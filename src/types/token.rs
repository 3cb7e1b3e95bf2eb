//! Token Entity
//!
//! The result of a successful code-for-token exchange. Created only by the
//! provider client, immutable once constructed, superseded (never merged) by
//! the next successful exchange.

use serde::Serialize;

/// OAuth token pair plus the provider-reported grant metadata.
///
/// Invariant: a successfully exchanged token always carries a non-empty
/// `access_token`; every other field falls back to its empty/zero value when
/// the provider omits it.
#[derive(Clone, Debug, Default, PartialEq, Eq, Serialize)]
pub struct Token {
    /// Opaque bearer credential.
    pub access_token: String,
    /// Opaque refresh credential; may be empty.
    pub refresh_token: String,
    /// Access token lifetime in seconds.
    pub expires_in: i64,
    /// Token type, e.g. "Bearer".
    pub token_type: String,
    /// Granted-scope string as reported by the provider.
    pub scope: String,
    /// Provider-assigned stable user identifier.
    pub open_id: String,
}

#[cfg(test)]
mod tests {
    use super::*;

    #[test]
    fn test_serialize_shape() {
        let token = Token {
            access_token: "a".to_string(),
            refresh_token: "r".to_string(),
            expires_in: 3600,
            token_type: "Bearer".to_string(),
            scope: "user.info.basic".to_string(),
            open_id: "o".to_string(),
        };

        let value = serde_json::to_value(&token).unwrap();
        assert_eq!(value["access_token"], "a");
        assert_eq!(value["refresh_token"], "r");
        assert_eq!(value["expires_in"], 3600);
        assert_eq!(value["token_type"], "Bearer");
        assert_eq!(value["scope"], "user.info.basic");
        assert_eq!(value["open_id"], "o");
    }

    #[test]
    fn test_default_is_zeroed() {
        let token = Token::default();
        assert!(token.access_token.is_empty());
        assert_eq!(token.expires_in, 0);
    }
}
//! User Profile Document
//!
//! The provider's user-info payload is an open JSON document; nothing in it
//! is validated beyond the display fields the callback page needs. The two
//! nesting shapes observed in the wild (`data.user.*` and `data.data.user.*`)
//! are probed by an explicit lookup rather than reflection.

use serde::Serialize;
use serde_json::Value;

/// Untyped profile document returned by the user-info endpoint.
#[derive(Clone, Debug, PartialEq, Serialize)]
#[serde(transparent)]
pub struct UserProfile(Value);

impl UserProfile {
    /// Wrap a decoded JSON document.
    pub fn new(document: Value) -> Self {
        Self(document)
    }

    /// Borrow the raw document.
    pub fn as_value(&self) -> &Value {
        &self.0
    }

    /// Extract a display field as a string.
    ///
    /// Probes `data.user.<name>` first, then `data.data.user.<name>`; absent
    /// keys and non-string values map to the empty string.
    pub fn display_field(&self, name: &str) -> &str {
        lookup(&self.0, &["data", "user", name])
            .or_else(|| lookup(&self.0, &["data", "data", "user", name]))
            .and_then(Value::as_str)
            .unwrap_or("")
    }
}

fn lookup<'a>(document: &'a Value, path: &[&str]) -> Option<&'a Value> {
    path.iter().try_fold(document, |node, key| node.get(key))
}
//! Content Pages
//!
//! Static content endpoints: top page, policy documents, health check, and
//! the signature-file fallback route.

use std::path::PathBuf;
use std::sync::Arc;

use axum::extract::{Path, State};
use axum::http::{header, StatusCode};
use axum::response::{IntoResponse, Response};
use tracing::{error, warn};

use super::AppState;

/// GET /healthz
pub async fn healthz() -> &'static str {
    "ok"
}

/// GET /
pub async fn index(State(state): State<Arc<AppState>>) -> Response {
    serve_content(
        state.config.contents_dir.join("index.html"),
        "text/html; charset=utf-8",
        "index.html not found",
    )
    .await
}

/// GET /terms-of-service
pub async fn terms_of_service(State(state): State<Arc<AppState>>) -> Response {
    serve_content(
        state.config.contents_dir.join("terms_of_service.txt"),
        "text/plain; charset=utf-8",
        "terms_of_service.txt not found",
    )
    .await
}

/// GET /privacy-policy
pub async fn privacy_policy(State(state): State<Arc<AppState>>) -> Response {
    serve_content(
        state.config.contents_dir.join("privacy_policy.txt"),
        "text/plain; charset=utf-8",
        "privacy_policy.txt not found",
    )
    .await
}

/// GET /insights
pub async fn insights(State(state): State<Arc<AppState>>) -> Response {
    serve_content(
        state.config.contents_dir.join("insights.html"),
        "text/html; charset=utf-8",
        "insights.html not found",
    )
    .await
}

/// GET /{filename}: serve contents/signature/<filename>.
pub async fn signature_file(
    State(state): State<Arc<AppState>>,
    Path(filename): Path<String>,
) -> Response {
    if filename.is_empty()
        || filename.contains("..")
        || filename.contains('/')
        || filename.contains('\\')
    {
        return (StatusCode::BAD_REQUEST, "invalid filename").into_response();
    }

    let path = state.config.contents_dir.join("signature").join(&filename);
    match tokio::fs::read(&path).await {
        Ok(bytes) => {
            let lower = filename.to_ascii_lowercase();
            let content_type = if lower.ends_with(".txt") {
                "text/plain; charset=utf-8"
            } else if lower.ends_with(".html") {
                "text/html; charset=utf-8"
            } else {
                "application/octet-stream"
            };
            ([(header::CONTENT_TYPE, content_type)], bytes).into_response()
        }
        Err(_) => {
            warn!(%filename, "file not found in contents");
            (StatusCode::NOT_FOUND, "file not found").into_response()
        }
    }
}

async fn serve_content(path: PathBuf, content_type: &'static str, missing: &'static str) -> Response {
    match tokio::fs::read(&path).await {
        Ok(bytes) => ([(header::CONTENT_TYPE, content_type)], bytes).into_response(),
        Err(read_error) => {
            error!(path = %path.display(), %read_error, "failed to read content file");
            (StatusCode::INTERNAL_SERVER_ERROR, missing).into_response()
        }
    }
}
use std::net::SocketAddr;
use std::sync::Arc;

use anyhow::Context;
use tokio::net::TcpListener;
use tracing::info;

use tiktok_oauth_service::{
    server, telemetry, AppConfig, AppState, OAuthFlow, SingleSlotStore, TikTokClient,
};

#[tokio::main]
async fn main() -> anyhow::Result<()> {
    telemetry::init();

    let config = AppConfig::from_env().context("loading configuration")?;
    let client = TikTokClient::from_config(&config).context("building provider client")?;
    let flow = OAuthFlow::new(
        Arc::new(client),
        Arc::new(SingleSlotStore::new()),
        config.scope.clone(),
    );

    let addr = SocketAddr::from(([0, 0, 0, 0], config.port));
    let app = server::router(Arc::new(AppState::new(flow, config)));

    let listener = TcpListener::bind(addr)
        .await
        .with_context(|| format!("binding {addr}"))?;
    info!(%addr, "starting server");

    axum::serve(listener, app)
        .with_graceful_shutdown(shutdown_signal())
        .await
        .context("server error")?;

    Ok(())
}

async fn shutdown_signal() {
    if let Err(error) = tokio::signal::ctrl_c().await {
        tracing::error!(%error, "failed to listen for shutdown signal");
        return;
    }
    info!("shutdown signal received");
}
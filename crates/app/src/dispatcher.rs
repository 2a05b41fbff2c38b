//! Dispatcher — background task feeding one subscription into one handler.
//!
//! Events are handled strictly one at a time: the next event is received only
//! after the previous one was fully processed. A failing handler is logged and
//! does not stop the loop, so one misbehaving app cannot starve others or
//! itself of later events.

use std::future::Future;
use std::sync::Weak;

use tokio::sync::oneshot;
use tokio::task::JoinHandle;

use pixelhub_domain::error::PixelHubError;
use pixelhub_domain::event::ChangeEvent;

use crate::event_bus::Subscription;

/// Something that consumes change events delivered by a [`Dispatcher`].
pub trait ChangeHandler: Send + Sync + 'static {
    /// Label used in logs.
    fn label(&self) -> &str;

    /// Process one event to completion.
    fn handle(&self, event: ChangeEvent) -> impl Future<Output = Result<(), PixelHubError>> + Send;
}

/// Handle to a running dispatch loop.
///
/// The loop ends when [`shutdown`](Self::shutdown) is called, when this handle
/// is dropped, when the handler is dropped, or when the bus closes. In every
/// case the subscription is released.
pub struct Dispatcher {
    stop: Option<oneshot::Sender<()>>,
    task: JoinHandle<()>,
}

impl Dispatcher {
    /// Spawn the dispatch loop on the current Tokio runtime.
    ///
    /// The task only holds a weak reference to `handler`.
    ///
    /// # Panics
    ///
    /// Panics when called outside a Tokio runtime.
    #[must_use]
    pub fn spawn<H: ChangeHandler>(handler: Weak<H>, subscription: Subscription) -> Self {
        let (stop, stopped) = oneshot::channel();
        let task = tokio::spawn(run(handler, subscription, stopped));
        Self {
            stop: Some(stop),
            task,
        }
    }

    /// Whether the loop is still receiving events.
    #[must_use]
    pub fn is_running(&self) -> bool {
        !self.task.is_finished()
    }

    /// Stop the loop and wait until an in-flight event has been handled.
    ///
    /// Must not be awaited from inside the handler itself.
    pub async fn shutdown(mut self) {
        if let Some(stop) = self.stop.take() {
            let _ = stop.send(());
        }
        if let Err(err) = (&mut self.task).await {
            tracing::error!(error = %err, "dispatcher task ended abnormally");
        }
    }
}

async fn run<H: ChangeHandler>(
    handler: Weak<H>,
    mut subscription: Subscription,
    mut stopped: oneshot::Receiver<()>,
) {
    loop {
        let event = tokio::select! {
            biased;
            _ = &mut stopped => break,
            event = subscription.recv() => event,
        };
        let Some(event) = event else {
            tracing::debug!("event bus closed");
            break;
        };
        let Some(handler) = handler.upgrade() else {
            break;
        };

        let id = event.id().clone();
        if let Err(err) = handler.handle(event).await {
            tracing::error!(app = handler.label(), id = %id, error = %err, "change handler failed");
        }
    }
}
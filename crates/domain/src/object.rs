//! Stored objects — typed metadata records persisted in the object store.
//!
//! The JSON shape is part of the persisted contract:
//!
//! ```json
//! { "type": "state",
//!   "common": { "name": { "en": "Visible" }, "type": "boolean",
//!               "role": "switch.enable", "read": true, "write": true, "def": true },
//!   "native": { "name": "Weather" } }
//! ```

use std::collections::BTreeMap;

use serde::{Deserialize, Serialize};

/// Language used when a requested translation is missing.
pub const FALLBACK_LANGUAGE: &str = "en";

/// Kind of a stored object.
#[derive(Debug, Clone, Copy, PartialEq, Eq, Serialize, Deserialize)]
#[serde(rename_all = "lowercase")]
pub enum ObjectType {
    State,
    Channel,
    Device,
    Folder,
}

/// Declared value type of a state object.
#[derive(Debug, Clone, Copy, PartialEq, Eq, Serialize, Deserialize)]
#[serde(rename_all = "lowercase")]
pub enum ValueType {
    Boolean,
    Number,
    String,
    Json,
    Mixed,
}

impl ValueType {
    /// Whether `value` is acceptable for a state of this type.
    ///
    /// `null` is always accepted; it clears the value.
    #[must_use]
    pub fn accepts(self, value: &serde_json::Value) -> bool {
        use serde_json::Value;

        match (self, value) {
            (_, Value::Null)
            | (Self::Mixed, _)
            | (Self::Boolean, Value::Bool(_))
            | (Self::Number, Value::Number(_))
            | (Self::String | Self::Json, Value::String(_)) => true,
            _ => false,
        }
    }

    #[must_use]
    pub fn as_str(self) -> &'static str {
        match self {
            Self::Boolean => "boolean",
            Self::Number => "number",
            Self::String => "string",
            Self::Json => "json",
            Self::Mixed => "mixed",
        }
    }
}

/// Display name keyed by language code (`en`, `de`, `zh-cn`, …).
#[derive(Debug, Clone, Default, PartialEq, Eq, Serialize, Deserialize)]
#[serde(transparent)]
pub struct LocalizedText(BTreeMap<String, String>);

impl LocalizedText {
    /// Start from the fallback-language text.
    #[must_use]
    pub fn new(fallback: impl Into<String>) -> Self {
        let mut map = BTreeMap::new();
        map.insert(FALLBACK_LANGUAGE.to_string(), fallback.into());
        Self(map)
    }

    #[must_use]
    pub fn with(mut self, language: impl Into<String>, text: impl Into<String>) -> Self {
        self.0.insert(language.into(), text.into());
        self
    }

    /// Translation for `language`, falling back to [`FALLBACK_LANGUAGE`].
    #[must_use]
    pub fn get(&self, language: &str) -> Option<&str> {
        self.0
            .get(language)
            .or_else(|| self.0.get(FALLBACK_LANGUAGE))
            .map(String::as_str)
    }
}

/// Metadata shared by every object kind.
#[derive(Debug, Clone, PartialEq, Serialize, Deserialize)]
pub struct ObjectCommon {
    pub name: LocalizedText,
    #[serde(rename = "type")]
    pub value_type: ValueType,
    pub role: String,
    pub read: bool,
    pub write: bool,
    #[serde(default, skip_serializing_if = "Option::is_none")]
    pub def: Option<serde_json::Value>,
}

/// An object as persisted in the store.
#[derive(Debug, Clone, PartialEq, Serialize, Deserialize)]
pub struct StoredObject {
    #[serde(rename = "type")]
    pub object_type: ObjectType,
    pub common: ObjectCommon,
    #[serde(default)]
    pub native: serde_json::Map<String, serde_json::Value>,
}

impl StoredObject {
    /// A `state` object with an empty native section.
    #[must_use]
    pub fn state(common: ObjectCommon) -> Self {
        Self {
            object_type: ObjectType::State,
            common,
            native: serde_json::Map::new(),
        }
    }

    #[must_use]
    pub fn with_native(mut self, key: impl Into<String>, value: serde_json::Value) -> Self {
        self.native.insert(key.into(), value);
        self
    }
}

● ● ● ●

## To do:
Only the lines above from the one with "Default, PartialEq, Eq, Serialize, Deserialize)]" through the one with "pub fn with(mut" should be duplicated, character for character.

## Problem solution:
#[derive(Debug, Clone, Default, PartialEq, Eq, Serialize, Deserialize)]
#[serde(transparent)]
pub struct LocalizedText(BTreeMap<String, String>);

impl LocalizedText {
    /// Start from the fallback-language text.
    #[must_use]
    pub fn new(fallback: impl Into<String>) -> Self {
        let mut map = BTreeMap::new();
        map.insert(FALLBACK_LANGUAGE.to_string(), fallback.into());
        Self(map)
    }

    #[must_use]
    pub fn with(mut self, language: impl Into<String>, text: impl Into<String>) -> Self {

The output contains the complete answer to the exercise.